Celebrity News

Cain isn’t able to do dinner

A story to tell:

Come Sunday I was doing a sit-down dinner at my home for Herman Cain. Yesterday it got canceled. Big surprise, right?

The idea started months back. When Cain initially surged, in those 10 minutes he first shone brightly in the murky galaxy of Republican dwarfs, we met. Our appointment was 4 p.m. at the Plaza. He had only tea. I could’ve inhaled an open-faced cucumber sandwich but didn’t want to be pushy. The good news — he picked up the check.

The Palm Court, back in place instead of a sad empty space filled only with memories of blue-haired ladies noshing cucumber sandwiches, was enjoyable. So was this unknown Georgian who was easy, bright, humorous.

Cain said: “Sarah Palin calls me Herm. I don’t like that.” Cain said: “I can survive a tough campaign. I survived stage four cancer of the colon and liver with 30 percent of one, 70 percent of the other removed, a dim prognosis and nine months of aggressive, tough, demanding chemo. I can survive anything.” And Cain unfolded his 9-9-9 pitch, which an aide — who never looked up from his cellphone — assured me was brilliant.

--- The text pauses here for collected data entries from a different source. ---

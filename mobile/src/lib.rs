// beacon-bridge-mobile: native mobile bindings for iOS and Android
// This crate exports the Beacon Bridge Core API via UniFFI

pub use beacon_bridge_core::*;
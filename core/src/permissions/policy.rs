//! OS-version gating for runtime permissions
//!
//! Each Android permission only exists from a given API level onward. Below
//! that level the prompt is skipped and the permission counts as granted.
//! The levels are configuration because the vendor has moved them between
//! SDK releases.

use serde::{Deserialize, Serialize};

use super::backend::Permission;

/// API levels at which each permission model was introduced.
#[derive(Debug, Clone, PartialEq, Eq, Serialize, Deserialize)]
#[serde(rename_all = "camelCase", default)]
pub struct PermissionThresholds {
    /// Location runtime prompts (Android 6.0)
    pub runtime_permissions: u32,
    /// `ACCESS_BACKGROUND_LOCATION` exists (Android 10)
    pub background_location: u32,
    /// Background location may be requested without fine location already held
    pub independent_background: u32,
    /// `BLUETOOTH_SCAN` / `BLUETOOTH_CONNECT` (Android 12)
    pub bluetooth_runtime: u32,
    /// `POST_NOTIFICATIONS` (Android 13)
    pub notifications: u32,
}

impl Default for PermissionThresholds {
    fn default() -> Self {
        Self {
            runtime_permissions: 23,
            background_location: 29,
            independent_background: 30,
            bluetooth_runtime: 31,
            notifications: 33,
        }
    }
}

/// OS version plus thresholds, injected into the orchestrator.
#[derive(Debug, Clone, PartialEq, Eq)]
pub struct PermissionPolicy {
    os_version: u32,
    thresholds: PermissionThresholds,
}

impl PermissionPolicy {
    pub fn new(os_version: u32, thresholds: PermissionThresholds) -> Self {
        Self {
            os_version,
            thresholds,
        }
    }

    pub fn os_version(&self) -> u32 {
        self.os_version
    }

    pub fn thresholds(&self) -> &PermissionThresholds {
        &self.thresholds
    }

    pub fn introduced_in(&self, permission: Permission) -> u32 {
        let t = &self.thresholds;
        match permission {
            Permission::FineLocation | Permission::CoarseLocation => t.runtime_permissions,
            Permission::BackgroundLocation => t.background_location,
            Permission::BluetoothScan | Permission::BluetoothConnect => t.bluetooth_runtime,
            Permission::PostNotifications => t.notifications,
        }
    }

    /// False when the permission predates its runtime model on this OS,
    /// i.e. it is implicitly granted.
    pub fn requires_prompt(&self, permission: Permission) -> bool {
        self.os_version >= self.introduced_in(permission)
    }

    pub fn allows_independent_background(&self) -> bool {
        self.os_version >= self.thresholds.independent_background
    }
}
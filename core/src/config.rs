//! SDK configuration forwarded to the native module
//!
//! Intervals and queue sizes are bounded enumerations; the native side only
//! understands these exact integers.

use std::collections::BTreeMap;

use serde::{Deserialize, Serialize};

use crate::error::{BridgeError, Result};

// ============================================================================
// ENUMS
// ============================================================================

/// Foreground ranging interval, in seconds
#[derive(Debug, Clone, Copy, PartialEq, Eq, Hash, Default, Serialize, Deserialize)]
#[serde(try_from = "u32", into = "u32")]
pub enum ForegroundScanInterval {
    Short,
    #[default]
    Medium,
    Long,
}

impl ForegroundScanInterval {
    pub fn seconds(self) -> u32 {
        match self {
            Self::Short => 2,
            Self::Medium => 5,
            Self::Long => 10,
        }
    }
}

impl TryFrom<u32> for ForegroundScanInterval {
    type Error = BridgeError;

    fn try_from(seconds: u32) -> Result<Self> {
        match seconds {
            2 => Ok(Self::Short),
            5 => Ok(Self::Medium),
            10 => Ok(Self::Long),
            other => Err(BridgeError::InvalidForegroundScanInterval(other)),
        }
    }
}

impl From<ForegroundScanInterval> for u32 {
    fn from(interval: ForegroundScanInterval) -> Self {
        interval.seconds()
    }
}

/// Background ranging interval, in seconds
#[derive(Debug, Clone, Copy, PartialEq, Eq, Hash, Default, Serialize, Deserialize)]
#[serde(try_from = "u32", into = "u32")]
pub enum BackgroundScanInterval {
    Short,
    #[default]
    Medium,
    Long,
}

impl BackgroundScanInterval {
    pub fn seconds(self) -> u32 {
        match self {
            Self::Short => 30,
            Self::Medium => 60,
            Self::Long => 300,
        }
    }
}

impl TryFrom<u32> for BackgroundScanInterval {
    type Error = BridgeError;

    fn try_from(seconds: u32) -> Result<Self> {
        match seconds {
            30 => Ok(Self::Short),
            60 => Ok(Self::Medium),
            300 => Ok(Self::Long),
            other => Err(BridgeError::InvalidBackgroundScanInterval(other)),
        }
    }
}

impl From<BackgroundScanInterval> for u32 {
    fn from(interval: BackgroundScanInterval) -> Self {
        interval.seconds()
    }
}

/// Upper bound on detection payloads the SDK holds while offline
#[derive(Debug, Clone, Copy, PartialEq, Eq, Hash, Default, Serialize, Deserialize)]
#[serde(try_from = "u32", into = "u32")]
pub enum MaxQueuedPayloads {
    Small,
    #[default]
    Medium,
    Large,
    ExtraLarge,
}

impl MaxQueuedPayloads {
    pub fn count(self) -> u32 {
        match self {
            Self::Small => 50,
            Self::Medium => 100,
            Self::Large => 250,
            Self::ExtraLarge => 500,
        }
    }
}

impl TryFrom<u32> for MaxQueuedPayloads {
    type Error = BridgeError;

    fn try_from(count: u32) -> Result<Self> {
        match count {
            50 => Ok(Self::Small),
            100 => Ok(Self::Medium),
            250 => Ok(Self::Large),
            500 => Ok(Self::ExtraLarge),
            other => Err(BridgeError::InvalidMaxQueuedPayloads(other)),
        }
    }
}

impl From<MaxQueuedPayloads> for u32 {
    fn from(max: MaxQueuedPayloads) -> Self {
        max.count()
    }
}

// ============================================================================
// SDK CONFIG
// ============================================================================

#[derive(Debug, Clone, PartialEq, Eq, Default, Serialize, Deserialize)]
#[serde(rename_all = "camelCase")]
pub struct SdkConfig {
    pub business_token: String,
    #[serde(default)]
    pub foreground_scan_interval: ForegroundScanInterval,
    #[serde(default)]
    pub background_scan_interval: BackgroundScanInterval,
    #[serde(default)]
    pub max_queued_payloads: MaxQueuedPayloads,
}

impl SdkConfig {
    pub fn new(business_token: impl Into<String>) -> Self {
        Self {
            business_token: business_token.into(),
            ..Default::default()
        }
    }

    pub fn with_foreground_scan_interval(mut self, interval: ForegroundScanInterval) -> Self {
        self.foreground_scan_interval = interval;
        self
    }

    pub fn with_background_scan_interval(mut self, interval: BackgroundScanInterval) -> Self {
        self.background_scan_interval = interval;
        self
    }

    pub fn with_max_queued_payloads(mut self, max: MaxQueuedPayloads) -> Self {
        self.max_queued_payloads = max;
        self
    }

    /// Build from the raw integers a host UI hands over.
    pub fn from_raw(
        business_token: impl Into<String>,
        foreground_scan_interval: u32,
        background_scan_interval: u32,
        max_queued_payloads: u32,
    ) -> Result<Self> {
        Ok(Self {
            business_token: business_token.into(),
            foreground_scan_interval: foreground_scan_interval.try_into()?,
            background_scan_interval: background_scan_interval.try_into()?,
            max_queued_payloads: max_queued_payloads.try_into()?,
        })
    }

    /// Validate and produce the exact call the native module receives.
    pub fn to_request(&self) -> Result<ConfigureRequest> {
        let token = self.business_token.trim();
        if token.is_empty() {
            return Err(BridgeError::BusinessTokenRequired);
        }

        Ok(ConfigureRequest {
            business_token: token.to_string(),
            foreground_scan_interval: self.foreground_scan_interval.seconds(),
            background_scan_interval: self.background_scan_interval.seconds(),
            max_queued_payloads: self.max_queued_payloads.count(),
        })
    }
}

/// Validated arguments for `NativeBeaconModule::configure`.
#[derive(Debug, Clone, PartialEq, Eq, Serialize, Deserialize)]
#[serde(rename_all = "camelCase")]
pub struct ConfigureRequest {
    pub business_token: String,
    pub foreground_scan_interval: u32,
    pub background_scan_interval: u32,
    pub max_queued_payloads: u32,
}

// ============================================================================
// USER PROPERTIES
// ============================================================================

/// Free-form attributes the SDK attaches to uploaded detections.
#[derive(Debug, Clone, PartialEq, Eq, Default, Serialize, Deserialize)]
#[serde(transparent)]
pub struct UserProperties(BTreeMap<String, String>);

impl UserProperties {
    pub fn new() -> Self {
        Self::default()
    }

    pub fn with(mut self, key: impl Into<String>, value: impl Into<String>) -> Self {
        self.insert(key, value);
        self
    }

    pub fn insert(&mut self, key: impl Into<String>, value: impl Into<String>) {
        self.0.insert(key.into(), value.into());
    }

    pub fn get(&self, key: &str) -> Option<&str> {
        self.0.get(key).map(String::as_str)
    }

    pub fn len(&self) -> usize {
        self.0.len()
    }

    pub fn is_empty(&self) -> bool {
        self.0.is_empty()
    }

    pub fn iter(&self) -> impl Iterator<Item = (&str, &str)> {
        self.0.iter().map(|(k, v)| (k.as_str(), v.as_str()))
    }

    pub fn validate(&self) -> Result<()> {
        if self.0.keys().any(|key| key.trim().is_empty()) {
            return Err(BridgeError::InvalidUserProperty(
                "property keys must be non-empty".to_string(),
            ));
        }
        Ok(())
    }
}

impl<K: Into<String>, V: Into<String>> FromIterator<(K, V)> for UserProperties {
    fn from_iter<I: IntoIterator<Item = (K, V)>>(iter: I) -> Self {
        Self(
            iter.into_iter()
                .map(|(k, v)| (k.into(), v.into()))
                .collect(),
        )
    }
}

// ============================================================================
// TESTS
// ============================================================================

After reporting our interview in the column, Herman and mutual friend, lawyer John Coale, thought — fie on a cocktail jungle of a hundred bodies — a small select gathering of big select New Yorkers was nifty. So I invited media types like NBC’s Matt Lauer, ABC’s Barbara Walters, CBS’s Lesley Stahl, Fox News’ Bill O’Reilly, NY1’s Roma Torre, The New Yorker’s Rebecca Mead, the NY Post, etc., plus assorted heavy politicians. My table takes 14. Nobody figured he’d win. Just wanted to meet him.

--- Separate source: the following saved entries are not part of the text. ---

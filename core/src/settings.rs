//! Host-supplied bridge settings
//!
//! Resolved once when the bridge is constructed and threaded through
//! explicitly. Nothing in the crate reads the OS version ad hoc:
//! - Platform selection (which permission strategy to use)
//! - OS version (Android API level; ignored on iOS)
//! - Permission version thresholds
//! - Log filter and format

use serde::{Deserialize, Serialize};
use thiserror::Error;

use crate::logging::LogFormat;
use crate::permissions::{PermissionPolicy, PermissionThresholds};

// ============================================================================
// ERROR TYPES
// ============================================================================

#[derive(Debug, Error, Clone, PartialEq, Eq, Serialize, Deserialize)]
pub enum SettingsError {
    #[error("Invalid OS version: Android settings require an API level > 0")]
    MissingOsVersion,

    #[error("Invalid permission thresholds: {0}")]
    InvalidThresholds(String),

    #[error("Failed to parse settings: {0}")]
    Parse(String),
}

// ============================================================================
// ENUMS
// ============================================================================

/// Target platform, passed in by the host at startup
#[derive(Debug, Clone, Copy, PartialEq, Eq, Hash, Serialize, Deserialize)]
#[serde(rename_all = "lowercase")]
pub enum Platform {
    /// Runtime permissions are driven from this layer
    Android,
    /// Consent is obtained by the native SDK; this layer passes through
    Ios,
}

impl Platform {
    /// Whether the native side owns the entire consent flow.
    pub fn is_native_handled(&self) -> bool {
        matches!(self, Self::Ios)
    }
}

impl std::fmt::Display for Platform {
    fn fmt(&self, f: &mut std::fmt::Formatter<'_>) -> std::fmt::Result {
        match self {
            Self::Android => write!(f, "android"),
            Self::Ios => write!(f, "ios"),
        }
    }
}

impl Default for Platform {
    fn default() -> Self {
        Self::Android
    }
}

// ============================================================================
// BRIDGE SETTINGS
// ============================================================================

#[derive(Debug, Clone, PartialEq, Serialize, Deserialize)]
#[serde(rename_all = "camelCase", default)]
pub struct BridgeSettings {
    pub platform: Platform,

    /// Android API level (`Build.VERSION.SDK_INT`). Unused on iOS.
    pub os_version: u32,

    pub thresholds: PermissionThresholds,

    /// `EnvFilter` directive used when `RUST_LOG` is not set
    pub log_filter: String,

    pub log_format: LogFormat,
}

impl BridgeSettings {
    pub fn android(os_version: u32) -> Self {
        Self {
            platform: Platform::Android,
            os_version,
            ..Self::default()
        }
    }

    pub fn ios() -> Self {
        Self {
            platform: Platform::Ios,
            ..Self::default()
        }
    }

    pub fn with_thresholds(mut self, thresholds: PermissionThresholds) -> Self {
        self.thresholds = thresholds;
        self
    }

    /// Parse and validate settings sent by the host as JSON.
    pub fn from_json(json: &str) -> Result<Self, SettingsError> {
        let settings: Self =
            serde_json::from_str(json).map_err(|e| SettingsError::Parse(e.to_string()))?;
        settings.validate()?;
        Ok(settings)
    }

    pub fn validate(&self) -> Result<(), SettingsError> {
        if self.platform.is_native_handled() {
            return Ok(());
        }

        if self.os_version == 0 {
            return Err(SettingsError::MissingOsVersion);
        }

        let t = &self.thresholds;
        if t.runtime_permissions > t.background_location {
            return Err(SettingsError::InvalidThresholds(format!(
                "runtime permissions ({}) introduced after background location ({})",
                t.runtime_permissions, t.background_location
            )));
        }
        if t.background_location > t.independent_background {
            return Err(SettingsError::InvalidThresholds(format!(
                "independent background ({}) precedes background location ({})",
                t.independent_background, t.background_location
            )));
        }

        Ok(())
    }

    pub fn permission_policy(&self) -> PermissionPolicy {
        PermissionPolicy::new(self.os_version, self.thresholds.clone())
    }
}

impl Default for BridgeSettings {
    fn default() -> Self {
        Self {
            platform: Platform::Android,
            os_version: 0,
            thresholds: PermissionThresholds::default(),
            log_filter: "info".to_string(),
            log_format: LogFormat::Pretty,
        }
    }
}

// ============================================================================
// TESTS
// ============================================================================
/// Select the strategy for `platform`.
pub fn orchestrator_for(
    platform: Platform,
    backend: Arc<dyn PermissionBackend>,
    policy: PermissionPolicy,
) -> Arc<dyn PermissionOrchestrator> {
    match platform {
        Platform::Android => Arc::new(RuntimePermissions::new(backend, policy)),
        Platform::Ios => Arc::new(PassThroughPermissions),
    }
}

// ============================================================================
// ANDROID
// ============================================================================

pub struct RuntimePermissions {
    backend: Arc<dyn PermissionBackend>,
    policy: PermissionPolicy,
}

impl RuntimePermissions {
    pub fn new(backend: Arc<dyn PermissionBackend>, policy: PermissionPolicy) -> Self {
        Self { backend, policy }
    }

    pub fn policy(&self) -> &PermissionPolicy {
        &self.policy
    }

    async fn read(&self, permission: Permission) -> bool {
        if !self.policy.requires_prompt(permission) {
            return true;
        }

        match self.backend.check(permission).await {
            Ok(granted) => granted,
            Err(e) => {
                tracing::warn!("Treating {} as denied: {}", permission, e);
                false
            }
        }
    }

    async fn prompt(&self, permission: Permission) -> bool {
        if !self.policy.requires_prompt(permission) {
            tracing::debug!(
                "Skipping {} prompt on API {}",
                permission,
                self.policy.os_version()
            );
            return true;
        }

        if self.read(permission).await {
            return true;
        }

        match self.backend.request(permission).await {
            Ok(outcome) => {
                tracing::debug!("{} request resolved: {:?}", permission, outcome);
                outcome.is_granted()
            }
            Err(e) => {
                tracing::warn!("Request for {} failed: {}", permission, e);
                false
            }
        }
    }
}

#[async_trait]
impl PermissionOrchestrator for RuntimePermissions {
    async fn check_status(&self) -> PermissionStatus {
        if !self.backend.is_available() {
            return PermissionStatus::all_granted();
        }

        let fine_or_coarse_location =
            self.read(Permission::FineLocation).await || self.read(Permission::CoarseLocation).await;

        PermissionStatus {
            fine_or_coarse_location,
            bluetooth_scan: self.read(Permission::BluetoothScan).await,
            bluetooth_connect: self.read(Permission::BluetoothConnect).await,
            notifications: self.read(Permission::PostNotifications).await,
            background_location: self.read(Permission::BackgroundLocation).await,
        }
    }

    async fn request_foreground(&self) -> PermissionStatus {
        let before = self.check_status().await;
        if !self.backend.is_available() {
            return before;
        }

        // Coarse is only asked for when fine was refused.
        let fine_or_coarse_location = self.prompt(Permission::FineLocation).await
            || self.prompt(Permission::CoarseLocation).await;
        let bluetooth_scan = self.prompt(Permission::BluetoothScan).await;
        let bluetooth_connect = self.prompt(Permission::BluetoothConnect).await;
        let notifications = self.prompt(Permission::PostNotifications).await;

        let fresh = PermissionStatus {
            fine_or_coarse_location,
            bluetooth_scan,
            bluetooth_connect,
            notifications,
            background_location: false,
        };

        let merged = before.merge(fresh);
        tracing::info!("Foreground permissions: {:?}", merged);
        merged
    }

    async fn request_background(&self) -> bool {
        if !self.backend.is_available() {
            return true;
        }

        let fine = self.read(Permission::FineLocation).await;
        if !fine && !self.policy.allows_independent_background() {
            tracing::debug!(
                "Background location needs fine location first on API {}",
                self.policy.os_version()
            );
            return false;
        }

        if !self.policy.requires_prompt(Permission::BackgroundLocation) {
            return true;
        }
        if self.read(Permission::BackgroundLocation).await {
            return true;
        }

        match self.backend.request(Permission::BackgroundLocation).await {
            Ok(RequestOutcome::Blocked) => {
                tracing::info!("Background location blocked; opening app settings");
                if let Err(e) = self.backend.open_settings().await {
                    tracing::warn!("{}", e);
                }
                false
            }
            Ok(outcome) => outcome.is_granted(),
            Err(e) => {
                tracing::warn!("Background location request failed: {}", e);
                false
            }
        }
    }
}

// ============================================================================
// IOS
// ============================================================================

/// Consent lives entirely in the native SDK on iOS. Callers must have run that
/// flow before using the bridge; nothing here checks the OS.
#[derive(Debug, Clone, Copy, Default)]
pub struct PassThroughPermissions;

#[async_trait]
impl PermissionOrchestrator for PassThroughPermissions {
    async fn check_status(&self) -> PermissionStatus {
        PermissionStatus::all_granted()
    }

    async fn request_foreground(&self) -> PermissionStatus {
        PermissionStatus::all_granted()
    }

    async fn request_background(&self) -> bool {
        true
    }
}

Came those alleged headlined experiences. They made Sandra Bullock’s ex-husband Jesse James’ habits look like abstinence.

Yesterday morning it was his call to cancel. He was considerate. He contemplated my enduring the trouble, expense and bother of it all if he had to pull out.

Is he feeling down? Yes. Is he taking Out There’s temperature? Yes. Talking to staffers? For sure. Figuring what to do? Yeah. Hearing suggestions he come clean if there’s any clean to come to? Uh-huh. Maintaining his schedule this week? So far.

Heads suggest throwing his weight behind Newt, the newest flavor. Saying: They owe you. Your troops owe you. Personal problems won’t stop your being a Cabinet member. You could get secretary of commerce, secretary of agriculture, secretary of pizza, something.

Meantime, I have canceled guests, caterer, florist, security, waiters, my building’s extra employees. I’m stacking away washed Tiffany plates, ironed hand-embroidered napkins, hand-lettered place cards and — if anyone’s interested — I’m available for Chinese on Sunday.

THE Nederlanders own a chunk of Broadway. Theaters like the Palace, Marriott Marquis, Neil Simon, Brooks Atkinson. They produce dramas, extravaganzas, plays. James Nederlander Sr., 90 in March, brought us “Fiddler,” “West Side Story,” “Phantom,” “La Cage.” Son Jimmy Jr. mounted “Priscilla Queen of the Desert,” the Billy Joel musical “Movin’ Out,” “Next to Normal.” Yesterday, about 7:30 a.m., was his latest production. Wife Margo McNabb Nederlander delivered twins.

Kathleen, named for Margo’s mother, came first. Six pounds. James, named for his father, weighed 5.4. Typical Nederlanders, both emerged making a big noise.

NEWEST scam is a “moneygram.” Poor English. Plus unknown names. It requests “your full information, name, age, sex” so we can send “your full compensation payment of $1,500,000USD.” Send to “Money Gram Head Office Benin Republic” and “You will be receiving $4,500.000USD per day.”

Another, addressed to your own personal name and e-mail, states: “I am in poor health now and may have died from cancer before my Son send you this letter . . . please contact my legal adviser [two foreign names are listed] based in Malaysia because I have given him instructions to deliver this money to you . . . Contact my legal adviser (same two names with e-mail address). Tell him under instruction from Code WPKAD9824 he will honor my WILL and pay you within 48 hours. Send him your ID, phone and address for verification and payment.”

POMODORO Rosso. A Columbus Avenue Italian ristorante. The guy says to the girl: “It was in the New York Times. How could it not be right?”

Only on the Upper West Side, kids, only on the Upper West Side.